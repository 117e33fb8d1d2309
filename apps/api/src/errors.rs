use axum::{
    http::StatusCode,
    response::{IntoResponse, Response},
    Json,
};
use serde_json::json;
use thiserror::Error;

/// Application-level error type.
/// Implements `IntoResponse` so Axum handlers can return `Result<T, AppError>`.
#[derive(Debug, Error)]
pub enum AppError {
    #[error("Unknown target field: {0}")]
    UnknownField(String),

    #[error("Insufficient training data: {0}")]
    InsufficientData(String),

    #[error("Unsupported file format: {0}")]
    UnsupportedFormat(String),

    #[error("Text extraction failed: {0}")]
    Extraction(String),

    #[error("Validation error: {0}")]
    Validation(String),

    #[error("Internal server error: {0}")]
    Internal(#[from] anyhow::Error),
}

impl IntoResponse for AppError {
    fn into_response(self) -> Response {
        let (status, code, message) = match &self {
            AppError::UnknownField(field) => (
                StatusCode::BAD_REQUEST,
                "UNKNOWN_FIELD",
                format!("Unknown target field: {field}"),
            ),
            AppError::InsufficientData(msg) => (
                StatusCode::UNPROCESSABLE_ENTITY,
                "INSUFFICIENT_DATA",
                msg.clone(),
            ),
            AppError::UnsupportedFormat(msg) => (
                StatusCode::UNSUPPORTED_MEDIA_TYPE,
                "UNSUPPORTED_FORMAT",
                msg.clone(),
            ),
            AppError::Extraction(msg) => {
                tracing::warn!("Extraction error: {msg}");
                (
                    StatusCode::UNPROCESSABLE_ENTITY,
                    "EXTRACTION_FAILED",
                    msg.clone(),
                )
            }
            AppError::Validation(msg) => (StatusCode::BAD_REQUEST, "VALIDATION_ERROR", msg.clone()),
            AppError::Internal(e) => {
                tracing::error!("Internal error: {e:?}");
                (
                    StatusCode::INTERNAL_SERVER_ERROR,
                    "INTERNAL_ERROR",
                    "An internal server error occurred".to_string(),
                )
            }
        };

        let body = Json(json!({
            "error": {
                "code": code,
                "message": message
            }
        }));

        (status, body).into_response()
    }
}
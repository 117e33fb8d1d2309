//! Dataset and artifact I/O: the labeled training corpus (CSV) and the
//! persisted classifier model (JSON). All filesystem access for the
//! screening engine lives here, outside the pure core.

use std::path::Path;

use anyhow::{Context, Result};
use serde::Deserialize;
use tracing::warn;

use crate::errors::AppError;
use crate::screening::catalog::Catalog;
use crate::screening::classifier::ClassifierModel;
use crate::screening::trainer::LabeledResume;

/// One row of the training CSV. Extra columns (experience level, source
/// ids, timestamps) are carried by historical datasets and ignored here.
#[derive(Debug, Deserialize)]
struct CorpusRow {
    resume_text: String,
    job_field: String,
}

/// Loads the labeled corpus, validating every label against the catalog.
///
/// A row labeled with an undeclared field is rejected with its line number:
/// silently skipping it would skew the trained model. Rows with empty text
/// are skipped with a warning.
pub fn load_corpus(path: &Path, catalog: &Catalog) -> Result<Vec<LabeledResume>, AppError> {
    let mut reader = csv::Reader::from_path(path).map_err(|e| {
        AppError::Validation(format!("cannot read dataset '{}': {e}", path.display()))
    })?;

    let mut corpus = Vec::new();
    for (index, row) in reader.deserialize::<CorpusRow>().enumerate() {
        // +2: one for the header row, one for 1-based numbering.
        let line = index + 2;
        let row = row.map_err(|e| {
            AppError::Validation(format!("dataset row {line} is malformed: {e}"))
        })?;

        if catalog.field(&row.job_field).is_none() {
            return Err(AppError::Validation(format!(
                "dataset row {line} has unknown job_field '{}'",
                row.job_field
            )));
        }

        if row.resume_text.trim().is_empty() {
            warn!("dataset row {line} has empty resume_text, skipping");
            continue;
        }

        corpus.push(LabeledResume {
            text: row.resume_text,
            job_field: row.job_field,
        });
    }

    Ok(corpus)
}

/// Loads a persisted model artifact.
pub fn load_model(path: &Path) -> Result<ClassifierModel> {
    let raw = std::fs::read_to_string(path)
        .with_context(|| format!("cannot read model artifact '{}'", path.display()))?;
    serde_json::from_str(&raw)
        .with_context(|| format!("model artifact '{}' is not a valid model", path.display()))
}

/// Persists a model artifact, creating parent directories as needed.
pub fn save_model(path: &Path, model: &ClassifierModel) -> Result<()> {
    if let Some(parent) = path.parent() {
        std::fs::create_dir_all(parent)
            .with_context(|| format!("cannot create '{}'", parent.display()))?;
    }
    let json = serde_json::to_string_pretty(model).context("cannot serialize model")?;
    std::fs::write(path, json)
        .with_context(|| format!("cannot write model artifact '{}'", path.display()))
}

#[cfg(test)]
mod tests {
    use super::*;
    use crate::screening::classifier::recommend;
    use crate::screening::normalize::normalize;
    use crate::screening::trainer::train;
    use std::io::Write;

    fn write_csv(content: &str) -> tempfile::NamedTempFile {
        let mut file = tempfile::Builder::new().suffix(".csv").tempfile().unwrap();
        file.write_all(content.as_bytes()).unwrap();
        file
    }

    #[test]
    fn test_load_corpus_happy_path() {
        let file = write_csv(
            "resume_text,job_field\n\
             Python and Docker services,Software Engineering\n\
             SQL and Tableau reporting,Data Analyst\n",
        );
        let corpus = load_corpus(file.path(), &Catalog::builtin()).unwrap();
        assert_eq!(corpus.len(), 2);
        assert_eq!(corpus[0].job_field, "Software Engineering");
    }

    #[test]
    fn test_load_corpus_tolerates_extra_columns() {
        let file = write_csv(
            "resume_text,job_field,experience_level\n\
             Strategy workshops,Consultant,senior\n",
        );
        let corpus = load_corpus(file.path(), &Catalog::builtin()).unwrap();
        assert_eq!(corpus.len(), 1);
    }

    #[test]
    fn test_unknown_label_is_rejected_with_line_number() {
        let file = write_csv(
            "resume_text,job_field\n\
             Python services,Software Engineering\n\
             Flying spacecraft,Astronaut\n",
        );
        let err = load_corpus(file.path(), &Catalog::builtin()).unwrap_err();
        match err {
            AppError::Validation(msg) => {
                assert!(msg.contains("row 3"), "{msg}");
                assert!(msg.contains("Astronaut"), "{msg}");
            }
            other => panic!("expected Validation, got {other:?}"),
        }
    }

    #[test]
    fn test_empty_text_rows_are_skipped() {
        let file = write_csv(
            "resume_text,job_field\n\
             ,Software Engineering\n\
             Real resume content,Software Engineering\n",
        );
        let corpus = load_corpus(file.path(), &Catalog::builtin()).unwrap();
        assert_eq!(corpus.len(), 1);
    }

    #[test]
    fn test_missing_file_is_a_validation_error() {
        let err = load_corpus(Path::new("/nonexistent/corpus.csv"), &Catalog::builtin())
            .unwrap_err();
        assert!(matches!(err, AppError::Validation(_)));
    }

    #[test]
    fn test_model_artifact_round_trip_is_behavior_identical() {
        let corpus = vec![
            LabeledResume {
                text: "Python and Docker microservices".into(),
                job_field: "Software Engineering".into(),
            },
            LabeledResume {
                text: "SQL and Tableau dashboards".into(),
                job_field: "Data Analyst".into(),
            },
            LabeledResume {
                text: "Strategy and stakeholder communication".into(),
                job_field: "Consultant".into(),
            },
        ];
        let model = train(&corpus, &Catalog::builtin()).unwrap();

        let dir = tempfile::tempdir().unwrap();
        let path = dir.path().join("nested").join("model.json");
        save_model(&path, &model).unwrap();
        let restored = load_model(&path).unwrap();

        let text = normalize("Tableau and SQL reporting work");
        let before = recommend(&model, &text);
        let after = recommend(&restored, &text);
        for (x, y) in before.confidences.iter().zip(after.confidences.iter()) {
            assert_eq!(x.field, y.field);
            assert!((x.confidence - y.confidence).abs() < 1e-6);
        }
    }

    #[test]
    fn test_load_model_rejects_garbage() {
        let dir = tempfile::tempdir().unwrap();
        let path = dir.path().join("model.json");
        std::fs::write(&path, "not json at all").unwrap();
        assert!(load_model(&path).is_err());
    }
}
//! Text extraction front-end: turns an uploaded file into the plain string
//! the analysis core consumes. The core is agnostic to the container
//! format; everything format-specific stays here.

use crate::errors::AppError;

/// Extracts plain text from an uploaded file, dispatching on the file
/// extension. Failures short-circuit analysis: an upload that yields no
/// text is never scored.
pub fn extract_text(filename: &str, data: &[u8]) -> Result<String, AppError> {
    match extension(filename).as_deref() {
        Some("txt") | Some("text") | Some("md") => String::from_utf8(data.to_vec())
            .map_err(|_| AppError::Extraction(format!("'{filename}' is not valid UTF-8 text"))),
        Some("pdf") => pdf_extract::extract_text_from_mem(data)
            .map_err(|e| AppError::Extraction(format!("failed to read '{filename}': {e}"))),
        Some("docx") => Err(AppError::UnsupportedFormat(
            "DOCX is not supported; export the resume as PDF or plain text".to_string(),
        )),
        Some(other) => Err(AppError::UnsupportedFormat(format!(
            "unsupported file extension '.{other}' (expected .txt or .pdf)"
        ))),
        None => Err(AppError::UnsupportedFormat(format!(
            "'{filename}' has no file extension (expected .txt or .pdf)"
        ))),
    }
}

fn extension(filename: &str) -> Option<String> {
    std::path::Path::new(filename)
        .extension()
        .and_then(|e| e.to_str())
        .map(|e| e.to_ascii_lowercase())
}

---*---

Count the lines of the listing that contain the word "self", and give only the number.

2